• _Task to carry out_: For the data below, say how many lines contain "expect". Only the number should be given.

• _Available data_:
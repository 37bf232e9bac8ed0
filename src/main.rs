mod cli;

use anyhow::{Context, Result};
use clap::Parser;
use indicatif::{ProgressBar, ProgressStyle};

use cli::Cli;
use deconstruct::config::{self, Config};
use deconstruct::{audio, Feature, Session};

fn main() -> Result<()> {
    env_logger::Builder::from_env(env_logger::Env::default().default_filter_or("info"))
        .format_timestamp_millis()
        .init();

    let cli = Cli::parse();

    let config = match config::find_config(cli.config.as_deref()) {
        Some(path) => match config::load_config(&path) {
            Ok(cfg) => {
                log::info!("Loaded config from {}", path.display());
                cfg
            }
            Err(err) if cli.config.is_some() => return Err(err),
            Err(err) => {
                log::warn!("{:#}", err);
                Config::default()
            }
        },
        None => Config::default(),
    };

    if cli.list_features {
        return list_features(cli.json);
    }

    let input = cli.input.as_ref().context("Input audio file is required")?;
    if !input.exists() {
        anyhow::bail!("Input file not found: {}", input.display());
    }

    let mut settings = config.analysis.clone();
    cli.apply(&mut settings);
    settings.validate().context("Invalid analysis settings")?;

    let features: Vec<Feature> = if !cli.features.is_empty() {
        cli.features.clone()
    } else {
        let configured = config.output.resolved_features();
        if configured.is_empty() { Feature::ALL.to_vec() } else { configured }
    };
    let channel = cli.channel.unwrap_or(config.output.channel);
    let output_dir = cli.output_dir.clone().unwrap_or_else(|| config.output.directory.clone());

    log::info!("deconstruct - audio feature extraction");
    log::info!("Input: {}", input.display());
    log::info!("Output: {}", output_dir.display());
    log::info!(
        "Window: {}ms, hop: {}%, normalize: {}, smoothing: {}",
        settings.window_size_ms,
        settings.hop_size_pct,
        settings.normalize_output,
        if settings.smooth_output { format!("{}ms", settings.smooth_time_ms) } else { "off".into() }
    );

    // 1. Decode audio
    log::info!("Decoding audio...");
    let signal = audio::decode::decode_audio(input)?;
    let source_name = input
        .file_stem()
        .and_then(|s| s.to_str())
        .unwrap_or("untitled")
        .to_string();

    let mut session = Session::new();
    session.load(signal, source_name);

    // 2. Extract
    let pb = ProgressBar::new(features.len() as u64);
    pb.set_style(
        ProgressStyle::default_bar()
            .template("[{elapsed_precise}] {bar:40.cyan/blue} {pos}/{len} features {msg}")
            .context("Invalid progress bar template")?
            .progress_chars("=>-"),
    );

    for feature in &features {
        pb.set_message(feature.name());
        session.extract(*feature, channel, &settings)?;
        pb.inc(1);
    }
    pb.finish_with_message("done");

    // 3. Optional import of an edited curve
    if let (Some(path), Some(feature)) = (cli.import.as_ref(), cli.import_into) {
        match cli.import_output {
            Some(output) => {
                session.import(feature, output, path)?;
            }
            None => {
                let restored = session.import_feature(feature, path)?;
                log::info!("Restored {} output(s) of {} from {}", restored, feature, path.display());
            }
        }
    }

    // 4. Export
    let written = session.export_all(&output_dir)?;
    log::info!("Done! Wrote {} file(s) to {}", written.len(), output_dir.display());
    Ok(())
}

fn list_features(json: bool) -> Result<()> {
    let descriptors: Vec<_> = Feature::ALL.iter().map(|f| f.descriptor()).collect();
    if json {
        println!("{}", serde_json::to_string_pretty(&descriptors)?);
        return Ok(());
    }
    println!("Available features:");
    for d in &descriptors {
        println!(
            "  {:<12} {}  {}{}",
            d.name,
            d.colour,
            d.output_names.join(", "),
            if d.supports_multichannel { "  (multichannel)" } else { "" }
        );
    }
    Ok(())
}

...

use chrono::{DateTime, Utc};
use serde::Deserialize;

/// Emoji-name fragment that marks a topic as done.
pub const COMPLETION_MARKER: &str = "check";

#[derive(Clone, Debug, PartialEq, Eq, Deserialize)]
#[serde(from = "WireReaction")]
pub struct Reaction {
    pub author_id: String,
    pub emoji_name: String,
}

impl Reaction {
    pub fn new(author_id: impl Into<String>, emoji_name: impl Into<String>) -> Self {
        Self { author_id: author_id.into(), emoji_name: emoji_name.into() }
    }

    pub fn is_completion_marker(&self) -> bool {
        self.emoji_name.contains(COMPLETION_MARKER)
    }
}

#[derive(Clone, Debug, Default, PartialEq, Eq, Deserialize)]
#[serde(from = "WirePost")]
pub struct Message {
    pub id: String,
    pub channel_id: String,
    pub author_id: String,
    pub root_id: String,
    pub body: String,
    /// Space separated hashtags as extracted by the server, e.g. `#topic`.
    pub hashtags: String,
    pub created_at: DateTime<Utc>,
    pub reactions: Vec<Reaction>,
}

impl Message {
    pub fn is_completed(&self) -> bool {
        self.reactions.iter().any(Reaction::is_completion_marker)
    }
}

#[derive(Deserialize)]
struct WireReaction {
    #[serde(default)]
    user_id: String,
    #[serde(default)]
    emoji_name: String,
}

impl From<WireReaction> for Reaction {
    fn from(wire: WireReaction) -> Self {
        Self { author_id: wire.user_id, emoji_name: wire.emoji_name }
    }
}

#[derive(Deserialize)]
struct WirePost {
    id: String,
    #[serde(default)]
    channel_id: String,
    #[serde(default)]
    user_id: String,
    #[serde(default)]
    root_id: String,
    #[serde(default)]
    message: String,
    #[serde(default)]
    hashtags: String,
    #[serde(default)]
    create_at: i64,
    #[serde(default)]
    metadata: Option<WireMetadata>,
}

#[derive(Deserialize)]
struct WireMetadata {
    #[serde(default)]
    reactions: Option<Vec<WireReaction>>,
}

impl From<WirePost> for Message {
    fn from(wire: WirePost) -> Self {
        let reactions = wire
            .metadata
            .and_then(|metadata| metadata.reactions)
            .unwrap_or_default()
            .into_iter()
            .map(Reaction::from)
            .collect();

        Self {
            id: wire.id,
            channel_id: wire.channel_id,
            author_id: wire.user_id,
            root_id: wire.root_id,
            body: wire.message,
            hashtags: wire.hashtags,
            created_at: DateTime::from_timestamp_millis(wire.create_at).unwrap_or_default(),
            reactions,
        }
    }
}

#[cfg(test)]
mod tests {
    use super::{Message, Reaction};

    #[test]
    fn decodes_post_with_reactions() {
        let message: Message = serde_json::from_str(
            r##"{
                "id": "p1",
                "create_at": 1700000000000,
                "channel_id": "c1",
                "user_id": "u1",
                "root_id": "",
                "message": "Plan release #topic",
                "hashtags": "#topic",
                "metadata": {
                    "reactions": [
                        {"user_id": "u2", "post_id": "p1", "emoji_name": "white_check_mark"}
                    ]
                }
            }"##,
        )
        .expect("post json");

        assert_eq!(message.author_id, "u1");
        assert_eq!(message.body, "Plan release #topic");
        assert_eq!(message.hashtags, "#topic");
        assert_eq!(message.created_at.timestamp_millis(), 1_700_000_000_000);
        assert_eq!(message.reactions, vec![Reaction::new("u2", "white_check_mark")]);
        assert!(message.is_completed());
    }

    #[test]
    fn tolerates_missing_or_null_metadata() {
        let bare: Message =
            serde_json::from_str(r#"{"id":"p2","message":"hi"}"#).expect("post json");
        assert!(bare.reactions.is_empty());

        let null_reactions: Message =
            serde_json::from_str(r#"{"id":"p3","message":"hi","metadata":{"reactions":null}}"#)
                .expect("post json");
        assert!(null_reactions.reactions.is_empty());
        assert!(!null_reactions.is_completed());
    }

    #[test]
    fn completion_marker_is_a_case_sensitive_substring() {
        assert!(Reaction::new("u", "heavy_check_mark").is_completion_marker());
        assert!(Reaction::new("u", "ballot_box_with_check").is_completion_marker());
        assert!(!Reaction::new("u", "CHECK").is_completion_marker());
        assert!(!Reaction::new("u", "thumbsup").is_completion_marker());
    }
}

• _Answer to this problem_: 3